Suppose a day trader has taken a long intraday position in ABC stock at 10 am. The price of entry is $15.
At 11 am, the price of ABC reaches the level of $25 per share. The trader squares off his position at $25 to earn a gain of $10 per share. The trader would have to then pay $3 towards the transaction costs and commissions for facilitating intraday trades.
After deducting the costs, the trader net gain is $7 per share.
- Since they maintain intraday positions, their returns are not harmed by any news on an overnight basis.
- A specialised day trader can always analyse his current position in the financial markets and trigger stop-loss functions at critical junctures to reduce and mitigate any potential losses arising out of the positions undertaken.

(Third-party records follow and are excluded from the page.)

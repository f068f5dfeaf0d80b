use std::fmt;

use serde::Deserialize;

/// Gradient axis of a `GradientWaveforms` container.
#[derive(Debug, Clone, Copy, PartialEq, Eq)]
pub enum GradientChannel {
    X,
    Y,
    Z,
}

impl GradientChannel {
    pub const ALL: [GradientChannel; 3] =
        [GradientChannel::X, GradientChannel::Y, GradientChannel::Z];

    pub fn index(self) -> usize {
        match self {
            GradientChannel::X => 0,
            GradientChannel::Y => 1,
            GradientChannel::Z => 2,
        }
    }
}

impl fmt::Display for GradientChannel {
    fn fmt(&self, f: &mut fmt::Formatter<'_>) -> fmt::Result {
        match self {
            GradientChannel::X => write!(f, "x"),
            GradientChannel::Y => write!(f, "y"),
            GradientChannel::Z => write!(f, "z"),
        }
    }
}

/// Which kind of event wrote to a channel. Used in errors and overlap
/// diagnostics.
#[derive(Debug, Clone, Copy, PartialEq, Eq)]
pub enum EventKind {
    RfPulse,
    Gradient,
    Receive,
}

impl fmt::Display for EventKind {
    fn fmt(&self, f: &mut fmt::Formatter<'_>) -> fmt::Result {
        match self {
            EventKind::RfPulse => write!(f, "rf"),
            EventKind::Gradient => write!(f, "gradient"),
            EventKind::Receive => write!(f, "receive"),
        }
    }
}

// Event types as they appear in the sequence configuration. `time` is the
// event center, `duration` its width, both in the same unit as the hardware
// sample period.

/// A sinc-shaped radio pulse, scaled so that its time integral equals
/// `integral`.
#[derive(Debug, Clone, Copy, Deserialize)]
pub struct RfEvent {
    /// Center of the event.
    pub time: f64,
    /// Width of the event. Must be positive.
    pub duration: f64,
    /// Target area under the amplitude curve.
    pub integral: f64,
}

/// Three constant-amplitude plateaus, one per gradient axis, sharing one
/// time window.
#[derive(Debug, Clone, Copy, Deserialize)]
pub struct GradientEvent {
    /// Center of the event.
    pub time: f64,
    /// Width of the event. Must be positive.
    pub duration: f64,
    /// Target integral per axis: `[x, y, z]`.
    pub integral: [f64; 3],
}

/// An acquisition window: the receive gate is high for `duration`.
#[derive(Debug, Clone, Copy, Deserialize)]
pub struct ReceiveEvent {
    /// Center of the event.
    pub time: f64,
    /// Width of the event. Must be positive.
    pub duration: f64,
    /// Sample count hint for the consumer; has no effect on waveform
    /// generation.
    #[serde(default)]
    pub size: Option<u64>,
}

// Waveform containers. All channels of a synthesized sequence share one
// length; the len() methods assert this invariant.

/// The three gradient axis waveforms of a sequence.
#[derive(Debug, Clone)]
pub struct GradientWaveforms {
    pub x: Vec<f64>,
    pub y: Vec<f64>,
    pub z: Vec<f64>,
}

impl GradientWaveforms {
    pub fn zeroed(num_samples: usize) -> Self {
        Self {
            x: vec![0.0; num_samples],
            y: vec![0.0; num_samples],
            z: vec![0.0; num_samples],
        }
    }

    pub fn channel(&self, channel: GradientChannel) -> &[f64] {
        match channel {
            GradientChannel::X => &self.x,
            GradientChannel::Y => &self.y,
            GradientChannel::Z => &self.z,
        }
    }

    pub fn channel_mut(&mut self, channel: GradientChannel) -> &mut [f64] {
        match channel {
            GradientChannel::X => &mut self.x,
            GradientChannel::Y => &mut self.y,
            GradientChannel::Z => &mut self.z,
        }
    }

    pub fn len(&self) -> usize {
        let len1 = self.x.len();
        let len2 = self.y.len();
        let len3 = self.z.len();
        assert!(len1 == len2 && len2 == len3);
        len1
    }
}

/// All sampled channels of a synthesized sequence.
#[derive(Debug, Clone)]
pub struct SequenceWaveforms {
    pub rf: Vec<f64>,
    pub gradient: GradientWaveforms,
    pub receive: Vec<bool>,
}

impl SequenceWaveforms {
    pub fn len(&self) -> usize {
        let len1 = self.rf.len();
        let len2 = self.gradient.len();
        let len3 = self.receive.len();
        assert!(len1 == len2 && len2 == len3);
        len1
    }
}
//! seqforge compiles a declarative sequence description - timed RF pulses,
//! gradient pulses on three axes and receive windows - into sampled
//! waveforms, and serializes them into the fixed-size binary packets the
//! sequencer hardware consumes.
//!
//! The crate is split the way the data flows: [`config`] loads and
//! validates the sequence description, [`synth`] turns the events into
//! per-channel sample arrays, [`packet`] encodes those arrays into the wire
//! format. [`plot`] renders the arrays for inspection and has no effect on
//! the binary output.
//!
//! ```no_run
//! use seqforge::{encode_packets, SequenceConfig, Synthesizer};
//!
//! # fn main() -> seqforge::Result<()> {
//! let config = SequenceConfig::load("demos/config.json")?;
//! let waveforms = Synthesizer::new().synthesize(&config)?;
//!
//! let mut stream = Vec::new();
//! encode_packets(&waveforms, &mut stream)?;
//! # Ok(())
//! # }
//! ```

pub mod config;
pub mod error;
pub mod packet;
pub mod plot;
pub mod synth;
pub mod types;

pub use config::{HardwareConfig, SequenceConfig};
pub use error::{Error, Result};
pub use packet::{decode_packet, encode_packets, packet_count, Packet, PACKET_BYTES, PACKET_LEN};
pub use synth::Synthesizer;
pub use types::{
    EventKind, GradientChannel, GradientEvent, GradientWaveforms, ReceiveEvent, RfEvent,
    SequenceWaveforms,
};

- There is the presence of individual brokerage houses that tend to provide extensive margins and leverages, which can then be used to leverage on them to derive good profits and returns.
- Due to the vast uncertainties in the financial markets, day trading becomes a very dynamic job. Due to this inherent nature, they learn something new daily.
- The day trader having a good attention span with a perfect grip on technical analysis skills can earn high returns on the intraday positions.
- The trader who performs two to four trades daily also has to bear higher commission and transaction costs.
- There are certain types of assets on which day trading cannot be completed and hence becomes out of scope for the day trader itself.
- If positions are derived using margins, then there is a high probability that the trader may incur huge losses on such positions.
- There would be a situation wherein the trader may not get enough time to manipulate the positions undertaken and hence may not be able to derive returns on such positions.
- An individual trader who is new to day trading would have access to limited funds and resources.
- An inexperienced trader may lack the understanding of technical analysis techniques.
The performance of the day trader is always limited by the transaction costs, commissions, dynamic changes in the bid-ask spread as well as any expenses borne by taking up automated trading software.
There may be a situation wherein the trades performed by the trader may not provide any substantial gains since there may be limited volumes or less liquidity along with reduced price volatility in the financial markets as a whole.